## Work to be completed
Your answer should be the lines below from the one holding "Some(command) if command.starts_with(':')" through the one holding "let answered = session.ask_with_current_settings(line).await;", copied exactly and with nothing else.

## Data for analysis
//! `ragdesk` command-line front end.
//!
//! A thin shell over [`ragdesk::session::Session`]: every subcommand maps onto one session
//! operation. Answers go to stdout; progress and logs go to stderr.

use std::io::Write as _;
use std::path::PathBuf;

use anyhow::{Context, Result, bail};
use clap::{Parser, Subcommand, ValueEnum};
use ragdesk::{
    answer::{QueryError, RetrievalSettings},
    batch::{BatchMode, BatchRequest},
    config::{self, Config},
    logging,
    progress::StderrProgress,
    session::{NO_INDEX_NOTICE, Session, SessionStatus},
};
use time::{OffsetDateTime, macros::format_description};
use tokio::io::{AsyncBufReadExt, BufReader};

#[derive(Parser)]
#[command(
    name = "ragdesk",
    version,
    about = "Answer questions about your documents from retrieved passages"
)]
struct Cli {
    #[command(subcommand)]
    command: Command,
}

#[derive(Subcommand)]
enum Command {
    /// Ingest documents (PDF or UTF-8 text) into the index.
    Ingest {
        #[arg(required = true)]
        files: Vec<PathBuf>,
    },
    /// Ask a single question.
    Ask {
        question: String,
        /// Number of passages to retrieve (1-10).
        #[arg(short, long)]
        k: Option<usize>,
        /// Minimum similarity score (0-1).
        #[arg(long)]
        threshold: Option<f32>,
    },
    /// Process every matching file in a directory.
    Batch {
        #[arg(long)]
        dir: Option<PathBuf>,
        #[arg(long)]
        pattern: Option<String>,
        #[arg(long, value_enum, default_value_t = ModeArg::Ask)]
        mode: ModeArg,
    },
    /// Show whether an index is loaded.
    Status,
    /// Delete the index.
    Reset,
    /// Interactive question loop.
    Chat,
}

#[derive(Clone, Copy, ValueEnum)]
enum ModeArg {
    Ask,
    Ingest,
}

impl From<ModeArg> for BatchMode {
    fn from(mode: ModeArg) -> Self {
        match mode {
            ModeArg::Ask => BatchMode::Ask,
            ModeArg::Ingest => BatchMode::Ingest,
        }
    }
}

#[tokio::main]
async fn main() {
    if let Err(err) = run().await {
        eprintln!("error: {err:#}");
        std::process::exit(1);
    }
}

async fn run() -> Result<()> {
    let cli = Cli::parse();
    let config = config::init_config().context("invalid configuration")?;
    logging::init_tracing();
    let mut session = Session::from_config(config);

    match cli.command {
        Command::Ingest { files } => {
            let outcomes = session.ingest_paths(&files, &StderrProgress).await;
            let failed = outcomes.iter().filter(|outcome| !outcome.is_success()).count();
            for outcome in &outcomes {
                println!("{}", outcome.message());
            }
            if failed > 0 {
                bail!("{failed} of {} documents failed to ingest", outcomes.len());
            }
        }
        Command::Ask { question, k, threshold } => {
            let current = session.settings();
            let settings = RetrievalSettings::new(
                k.unwrap_or(current.k),
                threshold.unwrap_or(current.score_threshold),
            )?;
            match session.ask(&question, settings).await {
                Ok(answer) => println!("{}", answer.text),
                Err(QueryError::NoIndex) => bail!(NO_INDEX_NOTICE),
                Err(error) => return Err(error.into()),
            }
        }
        Command::Batch { dir, pattern, mode } => {
            let request = BatchRequest {
                dir: dir.unwrap_or_else(|| config.batch_dir.clone()),
                pattern: pattern.unwrap_or_else(|| config.batch_pattern.clone()),
                mode: mode.into(),
            };
            run_batch(&mut session, &request).await?;
        }
        Command::Status => print_status(&session),
        Command::Reset => {
            session.clear_all()?;
            println!("Index cleared.");
        }
        Command::Chat => chat(&mut session, config).await?,
    }
    Ok(())
}

async fn run_batch(session: &mut Session, request: &BatchRequest) -> Result<()> {
    println!("Case dir: {}", request.dir.display());
    let report = session.run_batch(request, &StderrProgress).await?;
    if report.outcomes.is_empty() {
        println!(
            "No files matching {} found, double check the folder {}",
            request.pattern,
            request.dir.display()
        );
    }
    println!("starting process at {}", display_time(report.started_at));
    println!("Finish process at {}", display_time(report.finished_at));
    println!(
        "Time difference: {:.2} seconds ({} written, {} ingested, {} skipped, {} failed)",
        report.elapsed.as_secs_f64(),
        report.written(),
        report.ingested(),
        report.skipped(),
        report.failed()
    );
    Ok(())
}

fn display_time(at: OffsetDateTime) -> String {
    at.format(format_description!(
        "[year]-[month]-[day] [hour]:[minute]:[second]"
    ))
    .unwrap_or_else(|_| at.to_string())
}

fn print_status(session: &Session) {
    match session.status() {
        SessionStatus::Ready {
            chunks,
            sources,
            location,
        } => {
            println!("Vector store is loaded successfully.");
            println!("  location: {}", location.display());
            println!("  chunks:   {chunks}");
            for source in sources {
                println!("  source:   {source}");
            }
        }
        SessionStatus::Uninitialized => println!("No vector store found."),
    }
}

const CHAT_HELP: &str = "\
commands:
  :ingest <file>...     ingest documents (clears the conversation)
  :k <1-10>             passages retrieved per question
  :threshold <0-1>      minimum similarity score
  :clear                clear the conversation
  :reset                delete the index and the conversation
  :status               show the index status
  :history              print the conversation
  :metrics              show session counters
  :batch [ask|ingest]   process the configured batch directory
  :quit                 leave
anything else is asked as a question";

async fn chat(session: &mut Session, config: &Config) -> Result<()> {
    println!("{CHAT_HELP}");
    for message in session.history() {
        println!("{}", message.text);
    }

    let mut lines = BufReader::new(tokio::io::stdin()).lines();
    loop {
        print!("> ");
        std::io::stdout().flush().ok();
        let Some(line) = lines.next_line().await.context("failed to read stdin")? else {
            break;
        };
        let line = line.trim();
        if line.is_empty() {
            continue;
        }
        if line == ":quit" || line == ":q" {
            break;
        }
        if let Err(error) = handle_chat_line(session, config, line).await {
            eprintln!("error: {error:#}");
        }
    }
    Ok(())
}

async fn handle_chat_line(session: &mut Session, config: &Config, line: &str) -> Result<()> {
    let mut parts = line.split_whitespace();
    match parts.next() {
        Some(":ingest") => {
            let files: Vec<PathBuf> = parts.map(PathBuf::from).collect();
            if files.is_empty() {
                bail!("usage: :ingest <file>...");
            }
            for outcome in session.ingest_paths(&files, &StderrProgress).await {
                println!("{}", outcome.message());
            }
        }
        Some(":k") => {
            let k: usize = parts.next().context("usage: :k <1-10>")?.parse()?;
            let settings = RetrievalSettings::new(k, session.settings().score_threshold)?;
            session.update_settings(settings);
            println!("k = {k}");
        }
        Some(":threshold") => {
            let threshold: f32 = parts.next().context("usage: :threshold <0-1>")?.parse()?;
            let settings = RetrievalSettings::new(session.settings().k, threshold)?;
            session.update_settings(settings);
            println!("threshold = {threshold}");
        }
        Some(":clear") => session.clear_chat(),
        Some(":reset") => {
            session.clear_all()?;
            println!("Index cleared.");
        }
        Some(":status") => print_status(session),
        Some(":history") => {
            for message in session.history() {
                let speaker = if message.is_user { "you" } else { "assistant" };
                println!("[{speaker}] {}", message.text);
            }
        }
        Some(":metrics") => {
            println!(
                "{}",
                serde_json::to_string_pretty(&session.metrics_snapshot())?
            );
        }
        Some(":batch") => {
            let mode = match parts.next() {
                None | Some("ask") => BatchMode::Ask,
                Some("ingest") => BatchMode::Ingest,
                Some(other) => bail!("unknown batch mode '{other}'"),
            };
            let request = BatchRequest {
                dir: config.batch_dir.clone(),
                pattern: config.batch_pattern.clone(),
                mode,
            };
            run_batch(session, &request).await?;
        }
        Some(command) if command.starts_with(':') => {
            bail!("unknown command '{command}'; try :quit or a question")
        }
        _ => {
            // Failed questions are recorded in the history; print whatever was appended last.
            let answered = session.ask_with_current_settings(line).await;
            match answered {
                Ok(answer) => println!("{}", answer.text),
                Err(QueryError::Validation(reason)) => bail!(reason),
                Err(_) => {
                    if let Some(reply) = session.history().last() {
                        println!("{}", reply.text);
                    }
                }
            }
        }
    }
    Ok(())
}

## Response
        Some(command) if command.starts_with(':') => {
            bail!("unknown command '{command}'; try :quit or a question")
        }
        _ => {
            // Failed questions are recorded in the history; print whatever was appended last.
            let answered = session.ask_with_current_settings(line).await;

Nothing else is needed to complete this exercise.